Hello.
We have observed a huge latency increase using `fork()` after ingesting the CVE-2025-38085 fix which leads to the commit `1013af4f585f: mm/hugetlb: fix huge_pmd_unshare() vs GUP-fast race`. On large machines with 1.5TB of memory with 196 cores, we identified mmapping of 1.2TB of shared memory and forking itself dozens or hundreds of times we see a increase of execution times of a factor of 4. The reproducer is at the end of the email.
Comparing the a kernel without this patch with a kernel with this patch applied when spawning 1000 children we see those execution times:
Patched kernel:
$ time make stress
...
real 0m11.275s
user 0m0.177s
sys 0m23.905s
Original kernel :
$ time make stress
...real 0m2.475s
user 0m1.398s
sys 0m2.501s
The patch in question: https://git.kernel.org/pub/scm/linux/kernel/git/stable/linux.git/commit/?id…

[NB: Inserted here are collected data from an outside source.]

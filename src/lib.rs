//! DCP Poller - polling engine for remote field stations
//!
//! Stations (river and weather data loggers) are reached over outbound TCP,
//! dial-up modems on a device farm, local serial lines, or call in to a
//! listening socket. Each session runs the logger type's script and turns
//! the captured bytes into a `RetrievedMessage`.
//!
//! Layers, leaves first:
//! - `reader`: background stream reader with timed pattern matching
//! - `dialer`: TCP and modem connection setup on a port
//! - `port`: `IoPort` and the pool variants
//! - `protocol`: the script interpreter
//! - `session`: one station session
//! - `controller`: scheduling over a pool

pub mod cli;
pub mod config;
pub mod constants;
pub mod controller;
pub mod dialer;
pub mod error;
pub mod logging;
pub mod port;
pub mod protocol;
pub mod reader;
pub mod session;
pub mod shutdown;
pub mod sink;
pub mod station;
pub mod status;

pub use error::{PollError, Result};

My observation/assumption is:
each child touches 100 random pages and despawns
on each despawn `huge_pmd_unshare()` is called
each call to `huge_pmd_unshare()` syncrhonizes all threads using `tlb_remove_table_sync_one()` leading to the regression
I'm happy to provide more information.
Thank you
Stanislav Uschakow
=== Reproducer ===
Setup:
#!/bin/bash
echo "Setting up hugepages for reproduction..."
# hugepages (1.2TB / 2MB = 614400 pages)
REQUIRED_PAGES=614400
# Check current hugepage allocation
CURRENT_PAGES=$(cat /proc/sys/vm/nr_hugepages)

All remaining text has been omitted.